Rick in Maumee, Ohio, has used stay-at-home time during the coronavirus pandemic to “clean up my life.”

   There was a de-cluttering of the house, followed by a purging of his financial files (in accordance with guidelines I laid out in a recent column). He reorganized old family photos and papers, putting them in books and tossing the excess and the outtakes. There was the cancellation of subscription services he long-ago stopped using, a dumping of premium cable television channels he says no one in the family watches, an emptying of the garage, and even a cleansing of the spice rack (“Can’t recall why we needed celery seed, but the ‘best by’ date was in the last century,” he said).
   Next on the agenda: cleaning out his investment portfolio.

   He doesn’t want to sell everything to start over, or even to overhaul his asset allocation; he just wants to tidy up and simplify his holdings.

   “I’ve bought a lot of stocks and mutual funds over the years, but other than the ones in my retirement plan at work and my Roth IRA, I haven’t really added much money to whatever I bought,” Rick said in an e-mail. “I mostly buy things that interest me, hold them forever and usually buy something else the next time I have money to invest.”

   Like many investors, Rick doesn’t have a portfolio so much as a collection.

   Whether it is investors who “buy what I like” without much strategy behind it, or who have evolved to a core strategy but kept their early purchases even if they don’t fit in, plenty of people have messy portfolios.


   Tidying up an investment portfolio in an organized way helps investors improve their investment process and results, as well as their personal efficiency. It’s a process I went through myself just a few years ago, which is why Rick’s question on how to do it struck a nerve.

   For anyone looking to simplify and improve their investment holdings and results, here are five things to consider:

   Is it worth my time and effort to hold this?

   As your portfolio grows, so should your “minimum investment.” This is the smallest amount you are willing to commit to any individual investment.

   Maybe you started putting $100 or $1,000 to work every time you had some cash to invest.
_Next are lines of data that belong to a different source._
// ABOUTME: Demo binary that seeds an in-memory store, records a sample consumption
// ABOUTME: set, and prints the resulting personal nutrition report as JSON
//
// Licensed under either of Apache License, Version 2.0 or MIT License at your option.
// Copyright ©2025 Nutrigap Project

//! Personal nutrition report demo.
//!
//! Seeds the in-memory store with the default nutrient catalog, records a
//! sample consumption set, and prints the combined report (nutrient ledger
//! plus ranked supplement kits) to stdout.
//!
//! # Usage
//!
//! ```bash
//! # Full report with the default consumption sample
//! cargo run --bin nutrigap-report
//!
//! # Report against a blank consumption ledger
//! cargo run --bin nutrigap-report -- --skip-consumption
//!
//! # Cap the recommendation at a single kit, pretty-printed
//! cargo run --bin nutrigap-report -- --max-kits 1 --pretty
//! ```

use anyhow::Result;
use clap::Parser;
use rust_decimal::Decimal;
use tracing::info;

use nutrigap::config::RecommenderConfig;
use nutrigap::logging::LoggingConfig;
use nutrigap::models::ConsumptionUpdate;
use nutrigap::seed::{self, seed_store};
use nutrigap::services::{IntakeService, ReportService};
use nutrigap::storage::InMemoryStore;

#[derive(Parser)]
#[command(
    name = "nutrigap-report",
    about = "Generate a personal nutrition report from seeded demo data",
    long_about = "Seeds an in-memory nutrient store with the default catalog, records a sample \
                  consumption set, and prints the combined nutrient report and supplement kit \
                  recommendations as JSON."
)]
struct ReportArgs {
    /// Maximum number of supplement kits to recommend
    #[arg(long)]
    max_kits: Option<usize>,

    /// Skip recording the sample consumption set
    #[arg(long)]
    skip_consumption: bool,

    /// Pretty-print the report JSON
    #[arg(long)]
    pretty: bool,

    /// Enable verbose logging
    #[arg(long, short = 'v')]
    verbose: bool,
}

/// Sample consumption rows that leave visible gaps against the default
/// recommended intakes, so the demo report always has kits to suggest.
fn sample_consumption() -> Vec<ConsumptionUpdate> {
    vec![
        ConsumptionUpdate {
            nutrient_id: seed::PROTEIN_ID,
            consumed_amount: Decimal::from(30),
        },
        ConsumptionUpdate {
            nutrient_id: seed::VITAMIN_C_ID,
            consumed_amount: Decimal::from(25),
        },
        ConsumptionUpdate {
            nutrient_id: seed::WATER_ID,
            consumed_amount: Decimal::from(1500),
        },
    ]
}

#[tokio::main]
async fn main() -> Result<()> {
    let args = ReportArgs::parse();

    let mut logging = LoggingConfig::from_env();
    if args.verbose {
        logging.level = "debug".into();
    }
    logging.init()?;

    let store = InMemoryStore::new();
    seed_store(&store).await?;
    info!("seeded in-memory store with default nutrient catalog");

    if args.skip_consumption {
        info!("skipping sample consumption, reporting against a blank ledger");
    } else {
        let intake = IntakeService::new(store.clone());
        intake.update_consumption(sample_consumption()).await?;
    }

    let mut config = RecommenderConfig::from_env()?;
    if let Some(max_kits) = args.max_kits {
        config = config.with_max_kits(max_kits);
    }

    let reports = ReportService::with_config(store, config);
    let report = reports.personal_report().await?;

    let rendered = if args.pretty {
        serde_json::to_string_pretty(&report)?
    } else {
        serde_json::to_string(&report)?
    };
    println!("{rendered}");

    for item in &report.nutrients {
        let gap = item.recommended_amount - item.consumed_amount;
        info!(
            "{}: consumed {} {} of {} {} recommended (gap {})",
            item.name,
            item.consumed_amount,
            item.unit.abbreviation(),
            item.recommended_amount,
            item.unit.abbreviation(),
            gap
        );
    }
    info!(
        "recommended {} supplement kit(s)",
        report.recommended_supplements.len()
    );

    Ok(())
}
That’s what Rick was doing in his 20s and 30s; now he is in his late 50s and he has a big portfolio; a $500 investment – and he has a few of them from the old days, plus tiny amounts of some shares spun off of things he bought – now amounts to far less than 0.1 percent of his total portfolio.

   Setting your account minimum at 1 or 2 percent of your total holdings – so that Rick would be somewhere between $5,000 and $15,000 – helps you get rid of the stuff that’s not worth the mental effort to be a good owner.


   It forces you to make a decision on small holdings; either be willing – better yet, excited — to buy more to get the position up to your minimum, or sell it.

   Would I buy this again today?

   The problem with this question is that most investors are poorly equipped to answer it, especially someone like Rick who amassed many positions over the years.

   I have always recommended that investors write down their reasons for buying a security, the specific characteristics that led them to pull the trigger. In my case, the sheet with that reasoning goes into my files, so it can be reviewed in the future to see if the stock or fund still meets the criteria I bought it for.

   Rick, like most investors, never made such a list; he’s now deciding from memory.

   List of reasons or not, if you like stocks with solid balance sheets and consistent dividends, and something you bought years ago has since cut the payouts amid financial struggles, it’s safe to say it no longer meets your standards. Likewise, a mutual fund that has seen its Morningstar ratings tumble or performance falter after a long-time star manager retired.

   Investments typically get over a high bar when you first pick them; lowering your standards over time is a good way to hang on to your disappointments.


   What about capital gains?

   One reason to keep a long-term holding in a taxable account is to avoid paying capital gains.

   Rick, for example, has stocks he bought years ago where a few hundred dollars has grown to $1,500 or $2,000.

   That means most of his proceeds from a sale would be capital gains; he’s not anxious to volunteer for a tax bill.

   Still, the taxes aren’t a massive punishment because the positions are so small.

   No one likes paying taxes but holding a position you’ve stopped believing in – that you’re not willing to add to so that it meets your minimum – is dumb. Moreover, if the stock or fund falters, you lose there too. Don’t let the tax tail wag the dog.

    What about my asset allocation?

   Because this is less an overhaul than a minor clean-up, chances are your asset-allocation isn’t massively altered by the changes.


   That said, be aware of where and how you want your portfolio positioned and compare that to where you will be as you close out small, outdated, and faithless positions.

   What will I do with the proceeds from any sales?

   This is where you can put your asset allocation back on track, but it also can help you decide what to keep.

   Rick, for example, has a few stocks he might want to hang onto, but that are currently below his minimum; he can beef those positions up using proceeds from any small sales he makes, thereby bolstering his winners.

   Have an idea of what you want to do with the money and it will help motivate you to carry the process through to the end, completing your portfolio clean-up and making your personal money-management process easier in the future.